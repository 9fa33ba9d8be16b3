//! # Axum Helpers
//!
//! Cross-cutting HTTP building blocks shared by the API binaries.
//!
//! ## Modules
//!
//! - **[`auth`]**: Bearer-token authorization gate for mutating routes
//! - **[`errors`]**: Centralized error formatting (`AppError` → JSON envelope)
//! - **[`extractors`]**: Validated JSON body and query extractors
//! - **[`middleware`]**: Request logging, input sanitizing, security headers
//! - **[`server`]**: Router assembly, health endpoints, graceful shutdown
//!
//! ## Quick Start
//!
//! ```ignore
//! use axum::Router;
//! use axum_helpers::server::{create_production_app, create_router};
//! use core_config::server::ServerConfig;
//! use std::time::Duration;
//! use utoipa::OpenApi;
//!
//! #[derive(OpenApi)]
//! #[openapi(paths())]
//! struct ApiDoc;
//!
//! #[tokio::main]
//! async fn main() -> std::io::Result<()> {
//!     let app = create_router::<ApiDoc>(Router::new(), Router::new());
//!     create_production_app(app, &ServerConfig::default(), Duration::from_secs(30), async {}).await
//! }
//! ```

pub mod auth;
pub mod errors;
pub mod extractors;
pub mod middleware;
pub mod server;

// Re-export auth types
pub use auth::{AuthError, JwtAuth, JwtClaims, JwtConfig, require_auth};

// Re-export server types
pub use server::{
    HealthCheckFuture, HealthResponse, ShutdownCoordinator, create_production_app, create_router,
    health_router, run_health_checks,
};

// Re-export error types
pub use errors::{AppError, ErrorCode, ErrorResponse};

// Re-export extractors
pub use extractors::{ApiQuery, ValidatePayload, ValidatedJson};
//! Custom extractors for Axum handlers.
//!
//! Both extractors reject with [`AppError`](crate::errors::AppError), so a bad
//! body or query string produces the same envelope as every other failure.

pub mod api_query;
pub mod validated_json;

pub use api_query::ApiQuery;
pub use validated_json::{ValidatePayload, ValidatedJson};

☆ ☆ ☆ ☆ ☆

- _The task_: All lines from the opening of the records through the line where "sanitizing, security headers" occurs are to be output verbatim. No other line belongs in the answer.

- _Output for this exercise_:
repository 9fa33ba9d8be16b3
//! # Axum Helpers
//!
//! Cross-cutting HTTP building blocks shared by the API binaries.
//!
//! ## Modules
//!
//! - **[`auth`]**: Bearer-token authorization gate for mutating routes
//! - **[`errors`]**: Centralized error formatting (`AppError` → JSON envelope)
//! - **[`extractors`]**: Validated JSON body and query extractors
//! - **[`middleware`]**: Request logging, input sanitizing, security headers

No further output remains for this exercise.